- What you need to do: Where does the string "elapsed" occur in the records? Copy each line that holds it.

- Dataset:
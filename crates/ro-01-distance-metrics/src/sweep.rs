//! Metric diagnostics: nearest neighbour of the first row under each metric.

use crate::metric::Metric;
use ndarray::ArrayView2;
use serde::Serialize;
use std::time::{Duration, Instant};
use tracing::debug;

/// Outcome of one metric in a sweep.
#[derive(Debug, Clone, PartialEq, Serialize)]
pub struct SweepEntry {
    pub metric: Metric,
    /// Row closest to row 0, or `None` for fewer than two rows (or all NaN).
    pub nearest: Option<usize>,
    /// Metric value between row 0 and `nearest`.
    pub value: Option<f64>,
    pub elapsed: Duration,
}

/// Run every metric in `metrics` from row 0 against all other rows.
///
/// Pass [`Metric::default_sweep`] to skip the expensive metrics.
pub fn distance_sweep(data: ArrayView2<'_, f64>, metrics: &[Metric]) -> Vec<SweepEntry> {
    metrics
        .iter()
        .map(|&metric| {
            let start = Instant::now();
            let mut best: Option<(usize, f64)> = None;
            for j in 1..data.nrows() {
                let v = metric.distance(data.row(0), data.row(j));
                if v.is_nan() {
                    continue;
                }
                let better = match best {
                    None => true,
                    Some((_, b)) if metric.is_similarity() => v > b,
                    Some((_, b)) => v < b,
                };
                if better {
                    best = Some((j, v));
                }
            }
            let elapsed = start.elapsed();
            debug!(metric = %metric, nearest = ?best.map(|b| b.0), ?elapsed, "Metric sweep");
            SweepEntry {
                metric,
                nearest: best.map(|b| b.0),
                value: best.map(|b| b.1),
                elapsed,
            }
        })
        .collect()
}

- Answer to this task:
    pub elapsed: Duration,
            let elapsed = start.elapsed();
            debug!(metric = %metric, nearest = ?best.map(|b| b.0), ?elapsed, "Metric sweep");
                elapsed,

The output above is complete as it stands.